__EXERCISE INSTRUCTIONS__
For this exercise, please find the lines in the entries that include the word "widgets" and copy them.

__STUDY MATERIAL__
//! # Notification Handlers
//!
//! Notification center, delivery settings and price alerts.
//!
//! Read/delete/toggle mutations are applied to local state first and then
//! sent to the server. A failed sync reloads the list from the server.

use crate::app::events::{AppEvent, NotificationOp};
use crate::app::state::{AppState, ToastLevel, NOTIFICATIONS_PAGE_SIZE};
use crate::app::tasks::spawn_event;
use crate::core::service::ApiService;
use crate::utils::validation::validate_alert_target;
use async_channel::Sender;
use parking_lot::RwLock;
use shared::{CreatePriceAlertRequest, NotificationSettings};
use std::sync::Arc;

/// Load one page of notifications. Page 1 replaces the list, later pages append.
pub(crate) fn load_notifications(
    state: Arc<RwLock<AppState>>,
    api: Arc<dyn ApiService>,
    event_tx: Sender<AppEvent>,
    page: u32,
) {
    let page = page.max(1);
    {
        let mut state = state.write();
        if state.notifications.loading {
            return;
        }
        state.notifications.loading = true;
        state.notifications.error = None;
    }

    spawn_event(event_tx, async move {
        let result = api.get_notifications(page, NOTIFICATIONS_PAGE_SIZE).await;
        AppEvent::NotificationsLoaded { page, result }
    });
}

pub(crate) fn load_next_page(
    state: Arc<RwLock<AppState>>,
    api: Arc<dyn ApiService>,
    event_tx: Sender<AppEvent>,
) {
    let next = {
        let state = state.read();
        if !state.notifications.has_more() {
            return;
        }
        state.notifications.page + 1
    };
    load_notifications(state, api, event_tx, next);
}

fn sync(api: Arc<dyn ApiService>, event_tx: Sender<AppEvent>, op: NotificationOp) {
    spawn_event(event_tx, async move {
        let result = match &op {
            NotificationOp::MarkRead(id) => api.mark_notification_read(id).await,
            NotificationOp::MarkAllRead => api.mark_all_notifications_read().await,
            NotificationOp::Delete(id) => api.delete_notification(id).await,
        };
        AppEvent::NotificationSynced { op, result }
    });
}

pub(crate) fn handle_mark_read(
    state: Arc<RwLock<AppState>>,
    api: Arc<dyn ApiService>,
    event_tx: Sender<AppEvent>,
    id: String,
) {
    {
        let mut state = state.write();
        match state.notifications.items.iter_mut().find(|n| n.id == id) {
            Some(notification) if !notification.read => notification.read = true,
            _ => return,
        }
    }
    sync(api, event_tx, NotificationOp::MarkRead(id));
}

pub(crate) fn handle_mark_all_read(
    state: Arc<RwLock<AppState>>,
    api: Arc<dyn ApiService>,
    event_tx: Sender<AppEvent>,
) {
    {
        let mut state = state.write();
        if state.notifications.unread_count() == 0 {
            return;
        }
        for notification in state.notifications.items.iter_mut() {
            notification.read = true;
        }
    }
    sync(api, event_tx, NotificationOp::MarkAllRead);
}

pub(crate) fn handle_delete(
    state: Arc<RwLock<AppState>>,
    api: Arc<dyn ApiService>,
    event_tx: Sender<AppEvent>,
    id: String,
) {
    {
        let mut state = state.write();
        let before = state.notifications.items.len();
        state.notifications.items.retain(|n| n.id != id);
        if state.notifications.items.len() == before {
            return;
        }
        state.notifications.total = state.notifications.total.saturating_sub(1);
    }
    sync(api, event_tx, NotificationOp::Delete(id));
}

pub(crate) fn load_settings(api: Arc<dyn ApiService>, event_tx: Sender<AppEvent>) {
    spawn_event(event_tx, async move {
        AppEvent::NotificationSettingsLoaded(api.get_notification_settings().await)
    });
}

pub(crate) fn save_settings(
    api: Arc<dyn ApiService>,
    event_tx: Sender<AppEvent>,
    settings: NotificationSettings,
) {
    spawn_event(event_tx, async move {
        AppEvent::NotificationSettingsSaved(api.update_notification_settings(settings).await)
    });
}

pub(crate) fn load_price_alerts(
    state: Arc<RwLock<AppState>>,
    api: Arc<dyn ApiService>,
    event_tx: Sender<AppEvent>,
) {
    {
        let mut state = state.write();
        if state.notifications.alerts_loading {
            return;
        }
        state.notifications.alerts_loading = true;
    }
    spawn_event(event_tx, async move { AppEvent::PriceAlertsLoaded(api.get_price_alerts().await) });
}

pub(crate) fn handle_create_alert(
    state: Arc<RwLock<AppState>>,
    api: Arc<dyn ApiService>,
    event_tx: Sender<AppEvent>,
) {
    let request = {
        let mut state = state.write();
        let form = state.notifications.alert_form.clone();
        match validate_alert_target(&form.symbol, &form.target_price) {
            Ok(target_price) => CreatePriceAlertRequest {
                symbol: form.symbol,
                condition: form.condition,
                target_price,
            },
            Err(message) => {
                state.toast(ToastLevel::Error, message);
                return;
            }
        }
    };

    tracing::info!(symbol = %request.symbol, target = request.target_price, "Creating price alert");
    spawn_event(event_tx, async move {
        AppEvent::PriceAlertCreated(api.create_price_alert(request).await)
    });
}

pub(crate) fn handle_toggle_alert(
    state: Arc<RwLock<AppState>>,
    api: Arc<dyn ApiService>,
    event_tx: Sender<AppEvent>,
    id: String,
) {
    let active = {
        let mut state = state.write();
        match state.notifications.alerts.iter_mut().find(|a| a.id == id) {
            Some(alert) => {
                alert.active = !alert.active;
                alert.active
            }
            None => return,
        }
    };
    spawn_event(event_tx, async move {
        let result = api.toggle_price_alert(&id, active).await;
        AppEvent::PriceAlertToggled { id, result }
    });
}

pub(crate) fn handle_delete_alert(
    state: Arc<RwLock<AppState>>,
    api: Arc<dyn ApiService>,
    event_tx: Sender<AppEvent>,
    id: String,
) {
    state.write().notifications.alerts.retain(|a| a.id != id);
    spawn_event(event_tx, async move {
        let result = api.delete_price_alert(&id).await;
        AppEvent::PriceAlertDeleted { id, result }
    });
}
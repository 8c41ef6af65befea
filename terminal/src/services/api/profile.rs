//! # Profile Endpoints
//!
//! Profile record, avatar upload, preferences, password and two-factor
//! management. Payloads are returned unwrapped.

use reqwest::multipart::{Form, Part};
use serde_json::Value;
use shared::dto::profile::{
    AvatarResponse, ChangePasswordRequest, ProfileSettings, ProfileUpdate, TwoFactorSetup,
    TwoFactorTokenRequest, UserProfile,
};

use super::client::ApiClient;
use crate::core::error::{AppError, Result};

#[tracing::instrument(skip(client))]
pub async fn get_profile(client: &ApiClient) -> Result<UserProfile> {
    client.get("/user/profile").await
}

#[tracing::instrument(skip(client, update))]
pub async fn update_profile(client: &ApiClient, update: ProfileUpdate) -> Result<UserProfile> {
    client.put("/user/update-profile", &update).await
}

/// Guess an image MIME type from the file extension.
pub fn image_mime_type(file_name: &str) -> &'static str {
    let ext = file_name
        .rsplit_once('.')
        .map(|(_, ext)| ext.to_ascii_lowercase())
        .unwrap_or_default();
    match ext.as_str() {
        "png" => "image/png",
        "gif" => "image/gif",
        "webp" => "image/webp",
        _ => "image/jpeg",
    }
}

/// Upload a new avatar as multipart field `avatar`.
#[tracing::instrument(skip(client, bytes), fields(size = bytes.len()))]
pub async fn upload_avatar(
    client: &ApiClient,
    file_name: String,
    bytes: Vec<u8>,
) -> Result<AvatarResponse> {
    let mime = image_mime_type(&file_name);
    let part = Part::bytes(bytes)
        .file_name(file_name)
        .mime_str(mime)
        .map_err(|e| AppError::Validation(format!("Invalid image type: {}", e)))?;
    let form = Form::new().part("avatar", part);

    client.post_multipart("/profile/update-image", form).await
}

pub async fn get_settings(client: &ApiClient) -> Result<ProfileSettings> {
    client.get("/profile/settings").await
}

#[tracing::instrument(skip(client, settings))]
pub async fn update_settings(client: &ApiClient, settings: ProfileSettings) -> Result<ProfileSettings> {
    client.put("/profile/settings", &settings).await
}

#[tracing::instrument(skip(client, request))]
pub async fn change_password(client: &ApiClient, request: ChangePasswordRequest) -> Result<()> {
    client
        .post::<_, Value>("/profile/change-password", &request)
        .await
        .map(|_| ())
}

#[tracing::instrument(skip(client))]
pub async fn delete_account(client: &ApiClient) -> Result<()> {
    tracing::warn!("Deleting account");
    client.delete::<Value>("/profile/account").await.map(|_| ())
}

#[tracing::instrument(skip(client))]
pub async fn enable_two_factor(client: &ApiClient) -> Result<TwoFactorSetup> {
    client.post_empty("/profile/2fa/enable").await
}

#[tracing::instrument(skip(client, token))]
pub async fn verify_two_factor(client: &ApiClient, token: String) -> Result<()> {
    client
        .post::<_, Value>("/profile/2fa/verify", &TwoFactorTokenRequest { token })
        .await
        .map(|_| ())
}

#[tracing::instrument(skip(client, token))]
pub async fn disable_two_factor(client: &ApiClient, token: String) -> Result<()> {
    client
        .post::<_, Value>("/profile/2fa/disable", &TwoFactorTokenRequest { token })
        .await
        .map(|_| ())
}

#[cfg(test)]
mod tests {
    use super::*;

    #[test]
    fn test_image_mime_type() {
        assert_eq!(image_mime_type("me.PNG"), "image/png");
        assert_eq!(image_mime_type("me.webp"), "image/webp");
        assert_eq!(image_mime_type("me.jpeg"), "image/jpeg");
        assert_eq!(image_mime_type("avatar"), "image/jpeg");
    }
}
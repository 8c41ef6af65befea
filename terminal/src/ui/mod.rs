//! # GUI Rendering
//!
//! Immediate-mode rendering of the whole window with **egui**. Each frame
//! takes a cloned [`AppState`](crate::app::AppState) snapshot, so no lock is
//! held while widgets are laid out; user input is routed back through
//! [`App`] methods.

pub mod screens;
pub mod theme;
pub mod widgets;

use crate::app::{resolve_screen, App, Screen};
use widgets::notifications::NotificationManager;

/// Main render function - called every frame by egui
pub fn render(ctx: &egui::Context, app: &mut App, notifications: &mut NotificationManager) {
    // Toasts are consumed here so each is shown exactly once.
    if let Some(mut state) = app.state.try_write() {
        for toast in state.take_toasts() {
            notifications.show_toast(toast);
        }
    }

    let state = match app.state.try_read() {
        Some(guard) => guard.clone(),
        // Lock is held by another task, skip this frame
        None => return,
    };

    let current_screen = state.screen;
    let is_authenticated = state.is_authenticated();

    let target = resolve_screen(current_screen, is_authenticated);
    if target != current_screen {
        app.handle_screen_change(target);
        ctx.request_repaint();
        return;
    }

    if is_authenticated {
        egui::TopBottomPanel::top("nav_bar").show(ctx, |ui| {
            widgets::nav_bar::render_nav_bar(ui, &state, app);
        });

        if current_screen.is_live() {
            egui::TopBottomPanel::bottom("status_bar").show(ctx, |ui| {
                widgets::status_bar::render_status_bar(ui, &state);
            });
        }

        // Tab / Shift+Tab cycle screens unless a text field has focus
        let typing = ctx.memory(|m| m.focused().is_some());
        if !typing {
            if ctx.input(|i| i.key_pressed(egui::Key::Tab) && !i.modifiers.shift) {
                app.next_screen();
            }
            if ctx.input(|i| i.key_pressed(egui::Key::Tab) && i.modifiers.shift) {
                app.previous_screen();
            }
        }
    }

    egui::CentralPanel::default().show(ctx, |ui| match current_screen {
        Screen::Login => screens::auth::render_login(ui, &state, app),
        Screen::Register => screens::auth::render_register(ui, &state, app),
        Screen::Dashboard => screens::dashboard::render(ui, &state, app),
        Screen::Trades => screens::trades::render(ui, &state, app),
        Screen::Wallet => screens::wallet::render(ui, &state, app),
        Screen::Notifications => screens::notifications::render(ui, &state, app),
        Screen::Profile => screens::profile::render(ui, &state, app),
        Screen::Docs => screens::docs::render(ui, &state, app),
    });

    notifications.show(ctx);
}
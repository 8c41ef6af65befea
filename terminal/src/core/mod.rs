//! # Core Abstractions
//!
//! Core traits and error types for dependency injection and testability.
//!
//! - **[`error`]**: Application error type (`AppError`, `Result<T>`)
//! - **[`service`]**: The `ApiService` trait every backend call goes through
//!
//! ## Dependency Injection
//!
//! ```rust,no_run
//! use std::sync::Arc;
//! use papertrade::config::ClientConfig;
//! use papertrade::core::service::ApiService;
//! use papertrade::services::api::ApiClient;
//!
//! // In production: the reqwest-backed client
//! let api: Arc<dyn ApiService> = Arc::new(ApiClient::new(&ClientConfig::default()));
//! // In tests: any mock implementing ApiService
//! ```

pub mod error;
pub mod service;

pub use error::{AppError, Result};
pub use service::ApiService;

__EXPECTED OUTPUT__
//! held while widgets are laid out; user input is routed back through
pub mod widgets;
use widgets::notifications::NotificationManager;
            widgets::nav_bar::render_nav_bar(ui, &state, app);
                widgets::status_bar::render_status_bar(ui, &state);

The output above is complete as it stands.